Imagens da TV desumanizam ditador deposto

JOÃO BATISTA NATALI
DA REPORTAGEM LOCAL

Saddam Hussein foi ontem objeto de uma operação de mídia em que os Estados Unidos procuraram e conseguiram desumanizá-lo com invejável competência.
Cabelos longos, sujos e desalinhados e barba crescida, ele surgiu em vídeo divulgado pelo comando militar norte-americano com a aparência de um indigente.
Era uma fera circunstancialmente amansada, examinada por um médico cujas mãos protegidas por luvas de borracha colhiam amostras para um exame de DNA. Numa cena que poderia também -e a ambiguidade é evidente- relacionar-se à higiene pela caça às pulgas ou ao exame dos dentes de um animal.
É lógico que o tratamento recebido sábado à noite por Saddam foi bem menos dolorido que o reservado por seu sanguinário regime a seus próprios prisioneiros. Além disso, ele não apareceu algemado. Não o torturaram ou o fizeram desfilar carnavalescamente pelas ruas de Bagdá.
Mesmo assim, o propósito era o de destroná-lo energicamente no plano simbólico, de modo a tirar dele reminiscências residuais de autoridade, dignidade e respeito.

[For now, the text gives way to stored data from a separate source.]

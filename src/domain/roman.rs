// ============================================================
// ROMAN NUMERAL
// ============================================================
// Value type for Roman numerals in canonical form, 1 through 4999

use std::fmt;
use std::str::FromStr;

use chrono::{Datelike, NaiveDate};
use once_cell::sync::Lazy;
use regex::Regex;
use serde::{Deserialize, Serialize};

use crate::domain::error::{Error, Result};

/// Canonical-form grammar: up to four thousands, then the hundreds,
/// tens and ones groups with their subtractive pairs.
static NUMERAL_PATTERN: Lazy<Regex> = Lazy::new(|| {
    Regex::new(r"(?i)^M{0,4}(CM|CD|D?C{0,3})(XC|XL|L?X{0,3})(IX|IV|V?I{0,3})$").unwrap()
});

/// Symbol values in descending order, subtractive pairs included
const VALUES: [(&str, i64); 13] = [
    ("M", 1000),
    ("CM", 900),
    ("D", 500),
    ("CD", 400),
    ("C", 100),
    ("XC", 90),
    ("L", 50),
    ("XL", 40),
    ("X", 10),
    ("IX", 9),
    ("V", 5),
    ("IV", 4),
    ("I", 1),
];

/// A Roman numeral.
///
/// Holds both the numeric value and the canonical uppercase rendering.
/// Parsing is case-insensitive but only accepts canonical form: `IIII`
/// and `VX` are rejected.
///
/// Serializes as the bare numeric value; deserialization applies the
/// same range validation as [`RomanNumeral::new`].
#[derive(Debug, Clone, PartialEq, Eq, PartialOrd, Ord, Serialize, Deserialize)]
#[serde(try_from = "i64", into = "i64")]
pub struct RomanNumeral {
    value: i64,
}

impl RomanNumeral {
    /// Smallest representable value
    pub const MIN: i64 = 1;

    /// Largest representable value (four leading Ms)
    pub const MAX: i64 = 4999;

    /// Create a numeral from an integer value
    pub fn new(value: i64) -> Result<Self> {
        if !(Self::MIN..=Self::MAX).contains(&value) {
            return Err(Error::InvalidNumeral(format!(
                "{} outside representable range {}..={}",
                value,
                Self::MIN,
                Self::MAX
            )));
        }
        Ok(Self { value })
    }

    /// Create a numeral from the year of a date
    pub fn from_date(date: NaiveDate) -> Result<Self> {
        Self::new(i64::from(date.year()))
    }

    /// Numeric value of the numeral
    pub fn value(&self) -> i64 {
        self.value
    }

    /// True if the string is a well-formed Roman numeral
    pub fn is_roman_numeral(s: &str) -> bool {
        s.parse::<RomanNumeral>().is_ok()
    }
}

impl fmt::Display for RomanNumeral {
    fn fmt(&self, f: &mut fmt::Formatter<'_>) -> fmt::Result {
        let mut remaining = self.value;
        for (symbol, value) in VALUES {
            while remaining >= value {
                f.write_str(symbol)?;
                remaining -= value;
            }
        }
        Ok(())
    }
}

impl FromStr for RomanNumeral {
    type Err = Error;

    fn from_str(s: &str) -> Result<Self> {
        let trimmed = s.trim();
        if trimmed.is_empty() || !NUMERAL_PATTERN.is_match(trimmed) {
            return Err(Error::InvalidNumeral(format!(
                "'{}' is not a Roman numeral",
                s
            )));
        }

        let upper = trimmed.to_ascii_uppercase();
        let mut rest = upper.as_str();
        let mut total = 0i64;
        for (symbol, value) in VALUES {
            while let Some(r) = rest.strip_prefix(symbol) {
                total += value;
                rest = r;
            }
        }
        Self::new(total)
    }
}

impl TryFrom<i64> for RomanNumeral {
    type Error = Error;

    fn try_from(value: i64) -> Result<Self> {
        Self::new(value)
    }
}

impl From<RomanNumeral> for i64 {
    fn from(numeral: RomanNumeral) -> Self {
        numeral.value
    }
}

#[cfg(test)]
mod tests {
    use super::*;

    #[test]
    fn test_render_canonical_form() {
        assert_eq!(RomanNumeral::new(1999).unwrap().to_string(), "MCMXCIX");
        assert_eq!(RomanNumeral::new(4).unwrap().to_string(), "IV");
        assert_eq!(RomanNumeral::new(4999).unwrap().to_string(), "MMMMCMXCIX");
        assert_eq!(RomanNumeral::new(1).unwrap().to_string(), "I");
    }

    #[test]
    fn test_parse_is_case_insensitive() {
        let n: RomanNumeral = "mcmxcix".parse().unwrap();
        assert_eq!(n.value(), 1999);
    }

    #[test]
    fn test_rejects_non_canonical_forms() {
        assert!(!RomanNumeral::is_roman_numeral(""));
        assert!(!RomanNumeral::is_roman_numeral("IIII"));
        assert!(!RomanNumeral::is_roman_numeral("VX"));
        assert!(!RomanNumeral::is_roman_numeral("MMMMM"));
        assert!(RomanNumeral::is_roman_numeral("XIV"));
    }

    #[test]
    fn test_rejects_out_of_range_values() {
        assert!(RomanNumeral::new(0).is_err());
        assert!(RomanNumeral::new(-7).is_err());
        assert!(RomanNumeral::new(5000).is_err());
    }

    #[test]
    fn test_round_trip_full_range() {
        for value in 1..=4999 {
            let n = RomanNumeral::new(value).unwrap();
            let parsed: RomanNumeral = n.to_string().parse().unwrap();
            assert_eq!(parsed.value(), value);
        }
    }

    #[test]
    fn test_from_date_uses_year() {
        let d = NaiveDate::from_ymd_opt(2024, 6, 15).unwrap();
        assert_eq!(RomanNumeral::from_date(d).unwrap().to_string(), "MMXXIV");
    }

    #[test]
    fn test_serde_round_trips_as_bare_number() {
        let n = RomanNumeral::new(1999).unwrap();
        let json = serde_json::to_string(&n).unwrap();
        assert_eq!(json, "1999");

        let back: RomanNumeral = serde_json::from_str(&json).unwrap();
        assert_eq!(back, n);
    }

    #[test]
    fn test_serde_rejects_out_of_range_values() {
        assert!(serde_json::from_str::<RomanNumeral>("0").is_err());
        assert!(serde_json::from_str::<RomanNumeral>("5000").is_err());
    }

    #[test]
    fn test_ordering_by_value() {
        let a = RomanNumeral::new(9).unwrap();
        let b = RomanNumeral::new(11).unwrap();
        assert!(a < b);
    }
}
pub mod csv;
pub mod error;
pub mod roman;
pub mod week_year;
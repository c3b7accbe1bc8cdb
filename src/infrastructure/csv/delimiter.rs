// ============================================================
// DELIMITER DETECTION
// ============================================================
// Guess the column delimiter from a leading sample of the content

/// Candidate delimiters, comma first so it wins ties
const CANDIDATES: [u8; 4] = [b',', b';', b'\t', b'|'];

/// Number of lines sampled per candidate
const SAMPLE_LINES: usize = 10;

/// Detect the column delimiter of CSV content.
///
/// Each candidate is scored over the first few lines by mean
/// occurrences per line divided by (1 + standard deviation): a
/// delimiter that appears often and with a consistent count per line
/// scores highest. Comma is returned when nothing scores better.
pub fn detect_delimiter(sample: &str) -> u8 {
    let lines: Vec<&str> = sample.lines().take(SAMPLE_LINES).collect();
    if lines.is_empty() {
        return b',';
    }

    let mut best_delimiter = b',';
    let mut best_score = 0.0f32;

    for &delimiter in &CANDIDATES {
        let counts: Vec<usize> = lines
            .iter()
            .map(|line| line.bytes().filter(|&b| b == delimiter).count())
            .collect();

        let avg = counts.iter().sum::<usize>() as f32 / counts.len() as f32;
        let variance = counts
            .iter()
            .map(|&c| (c as f32 - avg).powi(2))
            .sum::<f32>()
            / counts.len() as f32;

        let score = avg / (1.0 + variance.sqrt());
        if score > best_score {
            best_score = score;
            best_delimiter = delimiter;
        }
    }

    best_delimiter
}
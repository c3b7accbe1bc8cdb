pub mod csv;
pub mod temp_dir;
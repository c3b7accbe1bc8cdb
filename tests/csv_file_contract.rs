//! File-level contract tests for the CSV reader/writer pair.

use kitbag::{CsvReader, CsvWriter, HeaderSet};

#[test]
fn test_export_then_import_round_trips_cells() {
    let dir = tempfile::tempdir().unwrap();
    let path = dir.path().join("widgets.csv");

    let mut writer = CsvWriter::new(HeaderSet::from(&["Id", "Item", "Price"][..]));
    let row = writer.add_row();
    row.set_index(0, 145678).unwrap();
    row.set("item", "This is a widget").unwrap();
    row.set("Price", 15.21).unwrap();
    let row = writer.add_row();
    row.set("Id", 2).unwrap();
    row.set("Item", "comma, inside").unwrap();

    let written = writer.export(&path).unwrap();
    assert_eq!(written, 2);

    let rows = CsvReader::new().import(&path).unwrap();
    assert_eq!(rows.len(), 2);

    let first = rows.get_row(0).unwrap();
    assert_eq!(first.get("ID").unwrap(), Some("145678"));
    assert_eq!(first.get_index(1).unwrap(), Some("This is a widget"));
    assert_eq!(first.get("price").unwrap(), Some("15.21"));

    let second = rows.get_row(1).unwrap();
    assert_eq!(second.get("Item").unwrap(), Some("comma, inside"));
    assert_eq!(second.get("Price").unwrap(), None);
}

#[test]
fn test_exported_file_quotes_every_field() {
    let dir = tempfile::tempdir().unwrap();
    let path = dir.path().join("out.csv");

    let mut writer = CsvWriter::new(HeaderSet::from(&["A", "B"][..]));
    let row = writer.add_row();
    row.set("A", "plain").unwrap();
    row.set("B", "say \"hi\"").unwrap();
    writer.export(&path).unwrap();

    let content = std::fs::read_to_string(&path).unwrap();
    let mut lines = content.lines();
    assert_eq!(lines.next().unwrap(), "\"A\",\"B\"");
    assert_eq!(lines.next().unwrap(), "\"plain\",\"say \"\"hi\"\"\"");
}

#[test]
fn test_embedded_quotes_round_trip_through_file() {
    let dir = tempfile::tempdir().unwrap();
    let path = dir.path().join("quotes.csv");

    let mut writer = CsvWriter::new(HeaderSet::from(&["Note"][..]));
    writer.add_row().set("Note", "she said \"yes, now\"").unwrap();
    writer.export(&path).unwrap();

    let rows = CsvReader::new().import(&path).unwrap();
    assert_eq!(
        rows.get_row(0).unwrap().get("Note").unwrap(),
        Some("she said \"yes, now\"")
    );
}

#[test]
fn test_semicolon_round_trip() {
    let dir = tempfile::tempdir().unwrap();
    let path = dir.path().join("semi.csv");

    let mut writer = CsvWriter::new(HeaderSet::from(&["X", "Y"][..]));
    let row = writer.add_row();
    row.set("X", "a;b").unwrap();
    row.set("Y", 9).unwrap();
    writer.export_with_delimiter(&path, b';').unwrap();

    let rows = CsvReader::new()
        .import_with_delimiter(&path, b';')
        .unwrap();
    let row = rows.get_row(0).unwrap();
    assert_eq!(row.get("X").unwrap(), Some("a;b"));
    assert_eq!(row.get("Y").unwrap(), Some("9"));
}

#[test]
fn test_auto_detect_import_on_semicolon_file() {
    let dir = tempfile::tempdir().unwrap();
    let path = dir.path().join("auto.csv");
    std::fs::write(&path, "id;name\n1;Alice\n2;Bob\n").unwrap();

    let rows = CsvReader::new().import_auto(&path).unwrap();
    assert_eq!(rows.len(), 2);
    assert_eq!(rows.get_row(1).unwrap().get("name").unwrap(), Some("Bob"));
}

#[test]
fn test_import_supplied_headers_from_headerless_file() {
    let dir = tempfile::tempdir().unwrap();
    let path = dir.path().join("raw.csv");
    std::fs::write(&path, "1,Alice\n2,Bob\n").unwrap();

    let reader = CsvReader::new().with_headers(vec!["Id".into(), "Name".into()]);
    let rows = reader.import(&path).unwrap();
    assert_eq!(rows.len(), 2);
    assert_eq!(rows.get_row(0).unwrap().get("NAME").unwrap(), Some("Alice"));
}

#[test]
fn test_import_non_utf8_content_is_lossy_not_fatal() {
    let dir = tempfile::tempdir().unwrap();
    let path = dir.path().join("latin1.csv");
    // "Name\nCafé" with a Latin-1 é byte
    std::fs::write(&path, b"Name\nCaf\xe9\n").unwrap();

    let rows = CsvReader::new().import(&path).unwrap();
    assert_eq!(rows.len(), 1);
    let cell = rows.get_row(0).unwrap().get("Name").unwrap().unwrap();
    assert!(cell.starts_with("Caf"));
}

#[test]
fn test_import_empty_file() {
    let dir = tempfile::tempdir().unwrap();
    let path = dir.path().join("empty.csv");
    std::fs::write(&path, "").unwrap();

    let rows = CsvReader::new().import(&path).unwrap();
    assert!(rows.is_empty());
}
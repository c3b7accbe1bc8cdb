// ============================================================
// CSV ROW COLLECTION
// ============================================================
// Ordered rows produced by an import or staged for an export

use std::ops::Deref;

use serde::{Deserialize, Serialize};

use super::CsvRow;
use crate::domain::error::{Error, Result};

/// Ordered collection of [`CsvRow`]s
#[derive(Debug, Clone, Default, Serialize, Deserialize)]
#[serde(transparent)]
pub struct CsvRows {
    rows: Vec<CsvRow>,
}

impl CsvRows {
    /// Create an empty collection
    pub fn new() -> Self {
        Self::default()
    }

    /// Append a row
    pub fn push(&mut self, row: CsvRow) {
        self.rows.push(row);
    }

    /// Append a row and return it for cell writes
    pub fn push_mut(&mut self, row: CsvRow) -> &mut CsvRow {
        let index = self.rows.len();
        self.rows.push(row);
        &mut self.rows[index]
    }

    /// Get a row by 0-based index, erroring when the index falls
    /// outside the valid range of rows
    pub fn get_row(&self, index: usize) -> Result<&CsvRow> {
        self.rows.get(index).ok_or_else(|| {
            Error::RowOutOfRange(format!(
                "index {} outside of valid range of rows ({})",
                index,
                self.rows.len()
            ))
        })
    }
}

impl Deref for CsvRows {
    type Target = [CsvRow];

    fn deref(&self) -> &Self::Target {
        &self.rows
    }
}

impl IntoIterator for CsvRows {
    type Item = CsvRow;
    type IntoIter = std::vec::IntoIter<CsvRow>;

    fn into_iter(self) -> Self::IntoIter {
        self.rows.into_iter()
    }
}

impl<'a> IntoIterator for &'a CsvRows {
    type Item = &'a CsvRow;
    type IntoIter = std::slice::Iter<'a, CsvRow>;

    fn into_iter(self) -> Self::IntoIter {
        self.rows.iter()
    }
}

impl FromIterator<CsvRow> for CsvRows {
    fn from_iter<I: IntoIterator<Item = CsvRow>>(iter: I) -> Self {
        Self {
            rows: iter.into_iter().collect(),
        }
    }
}
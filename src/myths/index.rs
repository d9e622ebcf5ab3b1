//! Timeline index page.
//!
//! A single column of thirteen timeline entries in story order. The only
//! `<h3>` elements on the page are the story titles, which downstream
//! checks rely on when validating timeline order.

use std::fmt::Write;

use super::stories::STORIES;

/// Render the myths index as a standalone HTML document.
pub fn render() -> String {
    let mut html = String::with_capacity(16 * 1024);

    html.push_str("<!DOCTYPE html>\n<html lang=\"zh-CN\">\n<head>\n");
    html.push_str("<meta charset=\"UTF-8\">\n");
    html.push_str("<meta name=\"viewport\" content=\"width=device-width, initial-scale=1.0\">\n");
    html.push_str("<title>上古神话 - 元初AI</title>\n");
    html.push_str(STYLE);
    html.push_str("</head>\n<body>\n");

    html.push_str(concat!(
        "<header>\n<nav>\n",
        "<a href=\"https://yuanchu.ai\">首页</a>\n",
        "<a href=\"index.html\">神话</a>\n",
        "</nav>\n</header>\n"
    ));

    html.push_str(concat!(
        "<div class=\"hero\">\n",
        "<p class=\"title-en\">MYTHS OF THE ORIGIN</p>\n",
        "<h1 class=\"title-cn\">上古神话</h1>\n",
        "<p class=\"subtitle\">从开天辟地到文明初成，十三个古老的故事</p>\n",
        "</div>\n"
    ));

    html.push_str("<div class=\"timeline\">\n");
    for s in STORIES {
        let _ = writeln!(
            html,
            concat!(
                "<div class=\"timeline-item\">\n",
                "<div class=\"timeline-year\">{era}</div>\n",
                "<div class=\"timeline-content\">\n",
                "<a href=\"{slug}.html\"><h3>{title}</h3></a>\n",
                "<span class=\"timeline-meta\">{en} · Myth</span>\n",
                "<p>{summary}</p>\n",
                "</div>\n",
                "</div>"
            ),
            era = s.era,
            slug = s.slug,
            title = s.title,
            en = s.en_name,
            summary = s.summary
        );
    }
    html.push_str("</div>\n");

    html.push_str("<footer>\n<a href=\"https://yuanchu.ai\">元初AI · yuanchu.ai</a>\n</footer>\n");
    html.push_str("<script src=\"tracker.js\"></script>\n");
    html.push_str("</body>\n</html>\n");
    html
}

const STYLE: &str = r#"<style>
body {
  background: #0a0a0f;
  color: #e8e8f0;
  font-family: "Noto Serif SC", "Songti SC", serif;
  margin: 0;
  line-height: 1.8;
}
header {
  position: fixed;
  top: 0;
  width: 100%;
  backdrop-filter: blur(8px);
  background: rgba(10, 10, 15, 0.7);
  z-index: 10;
}
nav {
  display: flex;
  gap: 2rem;
  justify-content: center;
  padding: 1rem 0;
}
nav a {
  color: #b8b8c8;
  text-decoration: none;
}
.hero {
  text-align: center;
  padding: 9rem 1rem 3rem;
}
.title-en {
  letter-spacing: 0.5em;
  color: #8888a0;
  font-size: 0.9rem;
}
.title-cn {
  background: linear-gradient(135deg, #e8e8f0, #8888a0);
  -webkit-background-clip: text;
  -webkit-text-fill-color: transparent;
  background-clip: text;
  font-size: 3.2rem;
  margin: 0.4em 0;
}
.subtitle {
  color: #707088;
}
.timeline {
  max-width: 720px;
  margin: 0 auto 6rem;
  padding: 0 1.2rem;
  border-left: 2px solid #26263a;
}
.timeline-item {
  position: relative;
  margin: 2.5rem 0 2.5rem 1.5rem;
}
.timeline-year {
  color: #a89868;
  font-size: 0.9rem;
  letter-spacing: 0.2em;
}
.timeline-content a {
  color: #e8e8f0;
  text-decoration: none;
}
.timeline-content h3 {
  margin: 0.3em 0;
  font-size: 1.5rem;
}
.timeline-meta {
  color: #707088;
  font-size: 0.85rem;
  letter-spacing: 0.15em;
}
.timeline-content p {
  color: #b8b8c8;
  margin-top: 0.5em;
}
footer {
  border-top: 1px solid #26263a;
  padding: 2rem 1.2rem 4rem;
  text-align: center;
}
footer a {
  color: #b8b8c8;
  text-decoration: none;
}
@media (max-width: 768px) {
  .title-cn {
    font-size: 2.2rem;
  }
  .timeline-content h3 {
    font-size: 1.25rem;
  }
}
</style>
"#;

A imagem se destinava ao consumo interno iraquiano, e com ao menos duas finalidades. Aos partidários da ditadura deposta era um recado de que a resistência à ocupação militar norte-americana estava acéfala. Para as vítimas numerosas da ditadura ou para as lideranças muçulmanas reprimidas era o sinal de que o pós-saddamismo se tornava uma vez por todas irreversível.
E ainda sobrou para o consumo simbólico nos demais países do mundo árabe. Em alguns momentos dos últimos 25 anos, o Saddam agora desarmado procurou e conseguiu se impor como liderança regional. Tentou encarnar a racionalidade do Estado laico diante do islamismo xiita do Irã. Tentou ainda atropelar princípios da ONU e de uma coligação de interesses ao ocupar o Kuait.
Mas, no sábado à noite, o homem que se julgava sucessor de Nabucodonosor parecia uma fera patética, impotente. Bem mais que sua estátua derrubada em abril no centro de Bagdá, a imagem que restará dele será agora a de um médico militar inimigo que o examina como se ele fosse um bicho, ou no máximo um prisioneiro sem vontade própria.